(Data in this exercise Opens)

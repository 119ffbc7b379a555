//! JSONL file writer for schema snapshots.
//!
//! Each [`SchemaSnapshot`] is serialized as a single JSON line with a
//! `type` field and `timestamp`, appended to the file via a buffered writer.

use cmdlayer_application::ports::schema_sink::{SchemaSink, SchemaSnapshot};
use serde_json::json;
use std::fs::{File, OpenOptions};
use std::io::{BufWriter, Write};
use std::path::{Path, PathBuf};
use std::sync::Mutex;
use tracing::warn;

/// Record type written for every syntax block build
pub const SYNTAX_BLOCK_EVENT: &str = "syntax_block";

/// JSONL schema sink that writes one JSON object per line.
///
/// Thread-safe via `Mutex<BufWriter<File>>`. Flushes on `Drop`.
pub struct JsonlSchemaSink {
    writer: Mutex<BufWriter<File>>,
    path: PathBuf,
}

impl JsonlSchemaSink {
    /// Create a sink appending to the given path.
    ///
    /// Creates the file (and parent directories) if they don't exist.
    /// Returns `None` if the file cannot be opened.
    pub fn new(path: impl AsRef<Path>) -> Option<Self> {
        let path = path.as_ref();

        if let Some(parent) = path.parent()
            && !parent.as_os_str().is_empty()
            && let Err(e) = std::fs::create_dir_all(parent)
        {
            warn!(
                "Could not create schema log directory {}: {}",
                parent.display(),
                e
            );
            return None;
        }

        let file = match OpenOptions::new().create(true).append(true).open(path) {
            Ok(f) => f,
            Err(e) => {
                warn!("Could not open schema log file {}: {}", path.display(), e);
                return None;
            }
        };

        Some(Self {
            writer: Mutex::new(BufWriter::new(file)),
            path: path.to_path_buf(),
        })
    }

    /// Get the path to the log file.
    pub fn path(&self) -> &Path {
        &self.path
    }
}

impl SchemaSink for JsonlSchemaSink {
    fn record(&self, snapshot: &SchemaSnapshot) {
        let timestamp = chrono::Utc::now().to_rfc3339_opts(chrono::SecondsFormat::Millis, true);
        let record = json!({
            "type": SYNTAX_BLOCK_EVENT,
            "timestamp": timestamp,
            "descriptors": snapshot.descriptors,
            "structure": snapshot.structure,
        });

        let Ok(line) = serde_json::to_string(&record) else {
            return;
        };

        if let Ok(mut writer) = self.writer.lock() {
            if let Err(e) = writeln!(writer, "{}", line) {
                warn!("Could not write schema log {}: {}", self.path.display(), e);
                return;
            }
            let _ = writer.flush();
        }
    }
}

impl Drop for JsonlSchemaSink {
    fn drop(&mut self) {
        if let Ok(mut writer) = self.writer.lock() {
            let _ = writer.flush();
        }
    }
}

(Data in this exercise Closes)

Exercise instructions: Please give the entries above again in full, exactly as written.

Answer to this task:
repository 119ffbc7b379a555
//! JSONL file writer for schema snapshots.
//!
//! Each [`SchemaSnapshot`] is serialized as a single JSON line with a
//! `type` field and `timestamp`, appended to the file via a buffered writer.

use cmdlayer_application::ports::schema_sink::{SchemaSink, SchemaSnapshot};
use serde_json::json;
use std::fs::{File, OpenOptions};
use std::io::{BufWriter, Write};
use std::path::{Path, PathBuf};
use std::sync::Mutex;
use tracing::warn;

/// Record type written for every syntax block build
pub const SYNTAX_BLOCK_EVENT: &str = "syntax_block";

/// JSONL schema sink that writes one JSON object per line.
///
/// Thread-safe via `Mutex<BufWriter<File>>`. Flushes on `Drop`.
pub struct JsonlSchemaSink {
    writer: Mutex<BufWriter<File>>,
    path: PathBuf,
}

impl JsonlSchemaSink {
    /// Create a sink appending to the given path.
    ///
    /// Creates the file (and parent directories) if they don't exist.
    /// Returns `None` if the file cannot be opened.
    pub fn new(path: impl AsRef<Path>) -> Option<Self> {
        let path = path.as_ref();

        if let Some(parent) = path.parent()
            && !parent.as_os_str().is_empty()
            && let Err(e) = std::fs::create_dir_all(parent)
        {
            warn!(
                "Could not create schema log directory {}: {}",
                parent.display(),
                e
            );
            return None;
        }

        let file = match OpenOptions::new().create(true).append(true).open(path) {
            Ok(f) => f,
            Err(e) => {
                warn!("Could not open schema log file {}: {}", path.display(), e);
                return None;
            }
        };

        Some(Self {
            writer: Mutex::new(BufWriter::new(file)),
            path: path.to_path_buf(),
        })
    }

    /// Get the path to the log file.
    pub fn path(&self) -> &Path {
        &self.path
    }
}

impl SchemaSink for JsonlSchemaSink {
    fn record(&self, snapshot: &SchemaSnapshot) {
        let timestamp = chrono::Utc::now().to_rfc3339_opts(chrono::SecondsFormat::Millis, true);
        let record = json!({
            "type": SYNTAX_BLOCK_EVENT,
            "timestamp": timestamp,
            "descriptors": snapshot.descriptors,
            "structure": snapshot.structure,
        });

        let Ok(line) = serde_json::to_string(&record) else {
            return;
        };

        if let Ok(mut writer) = self.writer.lock() {
            if let Err(e) = writeln!(writer, "{}", line) {
                warn!("Could not write schema log {}: {}", self.path.display(), e);
                return;
            }
            let _ = writer.flush();
        }
    }
}

impl Drop for JsonlSchemaSink {
    fn drop(&mut self) {
        if let Ok(mut writer) = self.writer.lock() {
            let _ = writer.flush();
        }
    }
}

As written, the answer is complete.